No entanto, essa defesa só será coerente e efetiva se os sindicatos ampliarem sua base de representação, incluindo de forma ativa os trabalhadores terceirizados, temporários e todas as demais formas de vínculo precário que hoje são fundamentais para o funcionamento dos serviços públicos.

Por fim, os sindicatos precisam se reorientar como ferramentas de solidariedade voltadas a costurar o tecido social rasgado por décadas de ofensiva neoliberal, neopentecostalismo ultraconservador e, atualmente, pela avalanche da extrema-direita. Para compreender a crise decorrente da reestruturação do trabalho, também urge perceber que os sindicatos são instrumentos inseridos em uma batalha pela subjetividade da nossa classe.

Nesse sentido, devem ser exemplos de solidariedade ativa entre o conjunto da classe trabalhadora, não se restringindo às suas categorias. Há pouco experimentamos uma pandemia sem precedentes e no Rio Grande do Sul uma enchente de proporções destrutivas e em ambos os casos foram os segmentos que vivem do trabalho, especialmente os mais precarizados, os mais afetados por estes dois eventos extremos. O presente é o tempo da crise climática e do capitalismo de desastre e os sindicatos devem estar à frente das ações de solidariedade de classe, seja no setor público, mais estratégico nesse ponto, seja no privado.

O capital busca a mercantilização total de todo e qualquer aspecto da vida humana.
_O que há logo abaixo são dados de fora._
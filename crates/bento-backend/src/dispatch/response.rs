//! Response serialization helpers for the dispatch loop.
//!
//! This module provides the `ResultEnvelope` type and the `ResponseWriter`
//! helper that frames envelopes as JSONL lines. The envelope vocabulary
//! matches what the Bento runner decodes: `sentences`, `text`, `set`, `error`
//! or an empty object.

use std::collections::BTreeMap;
use std::io::Write;

use serde::ser::{Serialize, SerializeMap, Serializer};

use crate::steps::StepOutcome;

use super::errors::DispatchError;

/// Normalised result of one request.
#[derive(Debug, Clone, PartialEq, Eq, Default)]
pub enum ResultEnvelope {
    /// The step ran for its side effect only: `{}`.
    #[default]
    Empty,
    /// Registered templates in registration order.
    Sentences(Vec<String>),
    /// Human-readable outcome.
    Text(String),
    /// Values for the runner to bind into its own variables.
    Set(BTreeMap<String, String>),
    /// Description of a failure confined to this request.
    Error(String),
}

impl ResultEnvelope {
    /// Creates an error envelope.
    pub fn error(message: impl Into<String>) -> Self {
        Self::Error(message.into())
    }

    /// Returns `true` for error envelopes.
    #[must_use]
    pub const fn is_error(&self) -> bool {
        matches!(self, Self::Error(_))
    }
}

impl From<StepOutcome> for ResultEnvelope {
    fn from(outcome: StepOutcome) -> Self {
        match outcome {
            StepOutcome::Nothing => Self::Empty,
            StepOutcome::Text(text) => Self::Text(text),
            StepOutcome::Set(values) => Self::Set(values),
        }
    }
}

impl From<&DispatchError> for ResultEnvelope {
    fn from(error: &DispatchError) -> Self {
        Self::Error(error.to_string())
    }
}

impl Serialize for ResultEnvelope {
    fn serialize<S>(&self, serializer: S) -> Result<S::Ok, S::Error>
    where
        S: Serializer,
    {
        let entries = usize::from(!matches!(self, Self::Empty));
        let mut map = serializer.serialize_map(Some(entries))?;
        match self {
            Self::Empty => {}
            Self::Sentences(sentences) => map.serialize_entry("sentences", sentences)?,
            Self::Text(text) => map.serialize_entry("text", text)?,
            Self::Set(values) => map.serialize_entry("set", values)?,
            Self::Error(message) => map.serialize_entry("error", message)?,
        }
        map.end()
    }
}

/// Writer that frames result envelopes onto a stream.
///
/// Each envelope is serialized in full before a single `write_all`, so a
/// response is never interleaved with a partially written predecessor.
pub struct ResponseWriter<W> {
    writer: W,
}

impl<W: Write> ResponseWriter<W> {
    /// Creates a new response writer wrapping the given output stream.
    pub fn new(writer: W) -> Self {
        Self { writer }
    }

    /// Writes an envelope as a JSONL line and flushes the stream.
    ///
    /// # Errors
    ///
    /// Returns an error if serialization, writing or flushing fails.
    pub fn write_envelope(&mut self, envelope: &ResultEnvelope) -> Result<(), DispatchError> {
        let mut line = serde_json::to_vec(envelope).map_err(DispatchError::SerializeResponse)?;
        line.push(b'\n');
        self.writer.write_all(&line)?;
        self.writer.flush()?;
        Ok(())
    }

    /// Writes an error envelope describing `error`.
    ///
    /// # Errors
    ///
    /// Returns an error if writing fails.
    pub fn write_error(&mut self, error: &DispatchError) -> Result<(), DispatchError> {
        self.write_envelope(&ResultEnvelope::from(error))
    }
}
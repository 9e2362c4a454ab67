//! Error types for socket listener operations.

use std::io;
use std::net::SocketAddr;

use thiserror::Error;

/// Errors surfaced while binding or accepting on the socket listener.
#[derive(Debug, Error)]
pub enum ListenerError {
    #[error("failed to resolve TCP address {host}:{port}: {source}")]
    Resolve {
        host: String,
        port: u16,
        #[source]
        source: io::Error,
    },
    #[error("no TCP addresses resolved for {host}:{port}")]
    ResolveEmpty { host: String, port: u16 },
    #[error("failed to bind TCP listener at {addr}: {source}")]
    BindTcp {
        addr: SocketAddr,
        #[source]
        source: io::Error,
    },
    #[error("failed to read listener address: {source}")]
    LocalAddr {
        #[source]
        source: io::Error,
    },
    #[error("failed to accept connection on {endpoint}: {source}")]
    Accept {
        endpoint: String,
        #[source]
        source: io::Error,
    },
}
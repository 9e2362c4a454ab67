//! Sentence backend for the Bento test runner.
//!
//! The runner drives tests written as plain sentences such as
//! `add 5 to total`. It starts this process, connects to it over TCP and
//! asks which sentence templates it understands. Each later request names a
//! template and carries the runner's arguments; the backend looks the
//! template up in its [`registry`], invokes the bound step handler and sends
//! back one result envelope.
//!
//! Startup goes through [`bootstrap_with`]: configuration is loaded,
//! structured telemetry is installed, the registry is built and the listener
//! is bound. Health reporting hooks emit structured events at each stage. The
//! resulting [`Backend`] then serves exactly one runner connection.

pub mod bootstrap;
pub mod dispatch;
mod health;
pub mod registry;
mod server;
pub mod steps;
mod telemetry;
pub mod transport;

use std::ffi::OsString;
use std::io::Write;
use std::process::ExitCode;
use std::sync::Arc;

use bento_config::Config;

pub use bootstrap::{
    BootstrapError, ConfigLoader, StaticConfigLoader, SystemConfigLoader, bootstrap_with,
};
pub use health::{HealthReporter, StructuredHealthReporter};
pub use server::{Backend, ServeError, ServerState};
pub use steps::{RunningTotal, StepHandlers, StepOutcome};
pub use telemetry::{TelemetryError, TelemetryHandle};

/// Runs the backend with the score steps and returns the process exit code.
///
/// `args` includes the program name. Failures are described on `stderr`;
/// `--help` and `--version` print clap's output and succeed.
pub fn run<I, T, W>(args: I, stderr: &mut W) -> ExitCode
where
    I: IntoIterator<Item = T>,
    T: Into<OsString> + Clone,
    W: Write,
{
    let config = match Config::load_from_iter(args) {
        Ok(config) => config,
        Err(error) if error.is_informational() => {
            if let Err(print_error) = error.print() {
                report(stderr, &print_error);
                return ExitCode::FAILURE;
            }
            return ExitCode::SUCCESS;
        }
        Err(error) => {
            report(stderr, &error);
            return ExitCode::FAILURE;
        }
    };

    let reporter: Arc<dyn HealthReporter> = Arc::new(StructuredHealthReporter::new());
    let loader = StaticConfigLoader::new(config);
    let backend = match bootstrap_with::<RunningTotal>(&loader, reporter) {
        Ok(backend) => backend,
        Err(error) => {
            report(stderr, &error);
            return ExitCode::FAILURE;
        }
    };

    match backend.serve(RunningTotal::default()) {
        Ok(_) => ExitCode::SUCCESS,
        Err(error) => {
            report(stderr, &error);
            ExitCode::FAILURE
        }
    }
}

fn report<W: Write>(stderr: &mut W, error: &dyn std::fmt::Display) {
    // Nothing else can be done if stderr itself is gone.
    let _ = writeln!(stderr, "bento-backend: {error}");
}

#[cfg(test)]
mod tests;
//! Backend bootstrap orchestration.

use std::net::SocketAddr;
use std::sync::Arc;

use thiserror::Error;

use bento_config::{Config, ConfigError};

use crate::health::HealthReporter;
use crate::registry::{PatternRegistry, RegistryError};
use crate::server::Backend;
use crate::steps::StepHandlers;
use crate::telemetry::{self, TelemetryError};
use crate::transport::{ListenerError, SocketListener};

/// Trait abstracting configuration loading for testability.
pub trait ConfigLoader: Send + Sync {
    /// Loads the backend configuration.
    ///
    /// # Errors
    ///
    /// Returns [`ConfigError`] when the configuration is missing or invalid.
    fn load(&self) -> Result<Config, ConfigError>;
}

/// Loader that delegates to [`Config::load`].
#[derive(Debug, Default, Clone, Copy)]
pub struct SystemConfigLoader;

impl ConfigLoader for SystemConfigLoader {
    fn load(&self) -> Result<Config, ConfigError> {
        Config::load()
    }
}

/// Loader that returns a configuration resolved ahead of time.
#[derive(Debug, Clone)]
pub struct StaticConfigLoader {
    config: Config,
}

impl StaticConfigLoader {
    /// Wraps an already loaded configuration.
    #[must_use]
    pub fn new(config: Config) -> Self {
        Self { config }
    }
}

impl ConfigLoader for StaticConfigLoader {
    fn load(&self) -> Result<Config, ConfigError> {
        Ok(self.config.clone())
    }
}

/// Errors surfaced during bootstrap.
#[derive(Debug, Error)]
pub enum BootstrapError {
    /// Configuration failed to load.
    #[error("failed to load configuration: {source}")]
    Configuration {
        /// Underlying loader error.
        #[source]
        source: ConfigError,
    },
    /// Telemetry initialisation failed.
    #[error("failed to initialise telemetry: {source}")]
    Telemetry {
        /// Underlying telemetry error.
        #[source]
        source: TelemetryError,
    },
    /// The step table registered an invalid pattern.
    #[error("failed to build pattern registry: {source}")]
    Registry {
        /// Underlying registry error.
        #[source]
        source: RegistryError,
    },
    /// The listener could not be bound.
    #[error("failed to bind listener: {source}")]
    Listener {
        /// Underlying listener error.
        #[source]
        source: ListenerError,
    },
}

/// Bootstraps the backend using the supplied collaborators.
///
/// Loads configuration, installs telemetry, builds the registry for `H` and
/// binds the listener. The returned [`Backend`] has not accepted a
/// connection yet.
///
/// # Errors
///
/// Returns [`BootstrapError`] for the first stage that fails; the reporter
/// is told about it before returning.
pub fn bootstrap_with<H>(
    loader: &dyn ConfigLoader,
    reporter: Arc<dyn HealthReporter>,
) -> Result<Backend<H::Step>, BootstrapError>
where
    H: StepHandlers,
{
    reporter.bootstrap_starting();
    match bootstrap_stages::<H>(loader) {
        Ok(stages) => {
            reporter.bootstrap_succeeded(&stages.config, stages.local_addr);
            Ok(Backend::new(
                stages.config,
                stages.registry,
                stages.listener,
                stages.local_addr,
                reporter,
            ))
        }
        Err(error) => {
            reporter.bootstrap_failed(&error);
            Err(error)
        }
    }
}

struct Stages<S> {
    config: Config,
    registry: PatternRegistry<S>,
    listener: SocketListener,
    local_addr: SocketAddr,
}

fn bootstrap_stages<H>(loader: &dyn ConfigLoader) -> Result<Stages<H::Step>, BootstrapError>
where
    H: StepHandlers,
{
    let config = loader
        .load()
        .map_err(|source| BootstrapError::Configuration { source })?;

    telemetry::initialise(&config).map_err(|source| BootstrapError::Telemetry { source })?;

    let registry = H::registry().map_err(|source| BootstrapError::Registry { source })?;

    let listener = SocketListener::bind(&config.endpoint())
        .map_err(|source| BootstrapError::Listener { source })?;
    let local_addr = listener
        .local_addr()
        .map_err(|source| BootstrapError::Listener { source })?;

    Ok(Stages {
        config,
        registry,
        listener,
        local_addr,
    })
}
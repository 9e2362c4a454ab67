//! Errors raised while building or querying the pattern registry.

use thiserror::Error;

/// Errors surfaced by [`super::PatternRegistry`] and its builder.
#[derive(Debug, Clone, PartialEq, Eq, Error)]
pub enum RegistryError {
    /// Template contained no tokens.
    #[error("pattern template is empty")]
    EmptyPattern,

    /// Template has the same literal skeleton as one already registered.
    #[error("pattern '{template}' duplicates registered pattern '{existing}'")]
    Duplicate { template: String, existing: String },

    /// No registered pattern matches the sentence.
    #[error("no step matches sentence '{sentence}'")]
    NotFound { sentence: String },
}

impl RegistryError {
    /// Creates a not-found error for the given sentence.
    pub fn not_found(sentence: impl Into<String>) -> Self {
        Self::NotFound {
            sentence: sentence.into(),
        }
    }
}
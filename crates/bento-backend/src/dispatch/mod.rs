//! JSONL request dispatch for sentence steps.
//!
//! This module implements the loop that reads `StepRequest` lines from the
//! connected runner, resolves each sentence against the pattern registry,
//! invokes the bound step handler and writes one `ResultEnvelope` line back
//! before reading the next request.
//!
//! ## Protocol
//!
//! The runner first asks for the sentences the backend understands:
//!
//! ```json
//! {"special":"sentences"}
//! {"sentences":["add ? to ?","average of ? into ?","display ?"]}
//! ```
//!
//! Step invocations name the template and carry the runner's arguments:
//!
//! ```json
//! {"sentence":"display ?","args":["total"]}
//! {"text":"The total is 8."}
//! ```
//!
//! Responses are `{}`, `{"text":..}`, `{"set":{..}}` or, for a request that
//! failed on its own, `{"error":..}`. Malformed or oversized lines end the
//! session.

mod errors;
mod frame;
mod request;
mod response;
mod session;

pub use self::errors::DispatchError;
pub use self::frame::{FrameReader, MAX_REQUEST_BYTES};
pub use self::request::{RequestKind, SENTENCES_SPECIAL, StepRequest};
pub use self::response::{ResponseWriter, ResultEnvelope};
pub use self::session::Session;

/// Tracing target for dispatch operations.
pub(crate) const DISPATCH_TARGET: &str = concat!(env!("CARGO_PKG_NAME"), "::dispatch");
Os sindicatos precisam ser parte essencial de uma nova racionalidade — justamente por serem referências contra a exploração do trabalho, mas também por sua potência associativa, de cultura, lazer e apoio mútuo. Essa potência associativa precisa ser resgatada e ampliada, tornando-os instrumentos vivos de resistência e esperança, capazes de inspirar e organizar a classe trabalhadora nas batalhas do presente e do futuro.